Mitosis is a series of intricate and complex events that take place during each cell cycle. Regulation of mitosis is especially important at the kinetochore, the protein-rich area between the chromosome arms. Kinetochores are required for several aspects of mitosis, including initial interactions between chromosomes and microtubules (MTs), chromosome movement, and activities associated with the spindle assembly checkpoint (SAC). Cytoplasmic dynein plays a role in one or more of these kinetochore functions; however, the specific contributions of dynein remain under investigation. Recent work has suggested a linked between cytoplasmic dynein regulation and kinetochore kinases Aurora B and MPS-1. Aurora B is an essential mitotic kinase that regulates several aspects of the spindle assembly checkpoint (SAC). Because of this known function, we investigated the role Aurora B activity plays in recruitment of dynein to the kinetochore.
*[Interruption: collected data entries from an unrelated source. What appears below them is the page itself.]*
use std::collections::HashMap;

use async_trait::async_trait;

use crate::domain::contact_info::ContactInfo;
use crate::domain::driver_status::{DriverCommitment, ResponseCode};
use crate::domain::errors::{ApiError, OAuthError};
use crate::domain::session::SessionGrant;

// Strategies depend on these traits, not on the concrete reqwest clients.
// Dependencies point inwards to the domain layer.

// Port for the carpool session and profile endpoints.
#[async_trait]
pub trait SessionApi: Send + Sync {
    async fn create_session(
        &self,
        params: HashMap<String, String>,
    ) -> Result<SessionGrant, ApiError>;

    async fn register(&self, params: HashMap<String, String>) -> Result<SessionGrant, ApiError>;

    async fn fetch_profile(&self, token: &str) -> Result<ContactInfo, ApiError>;
}

// Port for submitting a driver's commitment to a carpool event.
#[async_trait]
pub trait CarpoolApi: Send + Sync {
    async fn submit_response(
        &self,
        token: &str,
        event_id: u64,
        commitment: DriverCommitment,
    ) -> Result<ResponseCode, ApiError>;
}

#[derive(Clone, Debug, PartialEq, Eq)]
pub enum OAuthLoginResult {
    Token(String),
    Cancelled,
}

// Port for the OAuth provider SDK login prompt.
#[async_trait]
pub trait OAuthLogin: Send + Sync {
    async fn log_in(&self, permissions: &[&str]) -> Result<OAuthLoginResult, OAuthError>;

    // Tears down any partial provider session.
    fn log_out(&self);
}

#[derive(Clone, Debug, Default, PartialEq, Eq)]
pub struct GraphProfile {
    pub email: Option<String>,
    pub name: Option<String>,
}

// Port for the OAuth provider's graph API.
#[async_trait]
pub trait GraphApi: Send + Sync {
    async fn me(&self, access_token: &str) -> Result<GraphProfile, ApiError>;

    async fn profile_picture_url(&self, access_token: &str) -> Result<Option<String>, ApiError>;
}
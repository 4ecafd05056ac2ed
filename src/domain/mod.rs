mod contact_info;
mod credentials;
pub mod driver_status;
mod errors;
mod ports;
mod session;

// Re-export the domain boundary types and ports.
pub use contact_info::ContactInfo;
pub use credentials::{IdentityCredential, SignUpForm};
pub use driver_status::{ConfirmationOutcome, DriverCommitment, ResponseCode};
pub use errors::{ApiError, OAuthError, SignInError};
pub use ports::{CarpoolApi, GraphApi, GraphProfile, OAuthLogin, OAuthLoginResult, SessionApi};
pub use session::{AuthenticatedSession, IdentitySource, SessionGrant, SessionOutcome};
use serde::{Deserialize, Serialize};

use crate::domain::{ContactInfo, DriverCommitment, ResponseCode, SessionGrant};

// The carpool API wraps every payload in a `data` envelope.
#[derive(Debug, Deserialize)]
pub struct DataEnvelope<T> {
    pub data: T,
}

// Session and registration responses share this shape; registration also
// carries the created user, which is ignored here.
#[derive(Debug, Deserialize)]
pub struct SessionData {
    pub token: String,
    pub account_setup_complete: bool,
}

impl From<SessionData> for SessionGrant {
    fn from(data: SessionData) -> Self {
        SessionGrant {
            token: data.token,
            account_setup_complete: data.account_setup_complete,
        }
    }
}

#[derive(Debug, Default, Deserialize)]
pub struct ProfileData {
    pub first_name: Option<String>,
    pub last_name: Option<String>,
    pub email: Option<String>,
    pub phone: Option<String>,
    pub avatar_url: Option<String>,
}

impl From<ProfileData> for ContactInfo {
    fn from(data: ProfileData) -> Self {
        let name = [data.first_name.as_deref(), data.last_name.as_deref()]
            .into_iter()
            .flatten()
            .map(str::trim)
            .filter(|part| !part.is_empty())
            .collect::<Vec<_>>()
            .join(" ");

        ContactInfo {
            avatar_url: data.avatar_url,
            email: data.email,
            name: (!name.is_empty()).then_some(name),
            phone: data.phone,
        }
    }
}

#[derive(Debug, Serialize)]
pub struct DriverResponseRequest {
    pub commitment: DriverCommitment,
}

#[derive(Debug, Deserialize)]
pub struct DriverResponseData {
    pub status: ResponseCode,
}

// Graph `me` payload; fields the user declined to share are simply missing.
#[derive(Debug, Default, Deserialize)]
pub struct GraphMeResponse {
    pub email: Option<String>,
    pub name: Option<String>,
}

#[derive(Debug, Default, Deserialize)]
pub struct GraphPictureData {
    pub url: Option<String>,
}

#[derive(Debug, Deserialize)]
pub struct ErrorResponse {
    pub message: String,
}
Our study determined that Aurora B activity works upstream of the fibrous corona and is required for the proper recruitment of dynein to the kinetochore through regulation of dynein-binding platform assembly. Specifically, Aurora B activity regulates the interaction between Zwint-1 and ZW10 through direct phosphorylation of Zwint-1. Further work revealed that phosphorylation and dephosphorylation of Zwint-1are necessary for accurate significantly impact mitotic progression. Zwint-1 phosphorylation is required during prometaphase for proper assembly of the kinetochore and coordinated Zwint-1 dephoshorylation is required for entrance into anaphase and SAC silencing. Previous work has determined that Aurora B and MPS-1 have overlapping regulatory roles in kinetochore-based mechanisms that may be due to evolutionary redundancy. It was determined that Aurora B and MPS-1 inhibition give similar assembly defects in the dynein-binding platform; however these defects arise from different mechanisms. This study demonstrated that MPS-1 and Aurora B do not have substrate redundancy and that MPS-1 directly phosphorylates Zwilch in the RZZ complex, whereas Aurora B directly phosphorylates Zwint-1. Overall, these findings provide a better understanding of proper kinetochore assembly and regulation of the SAC by phosphorylation.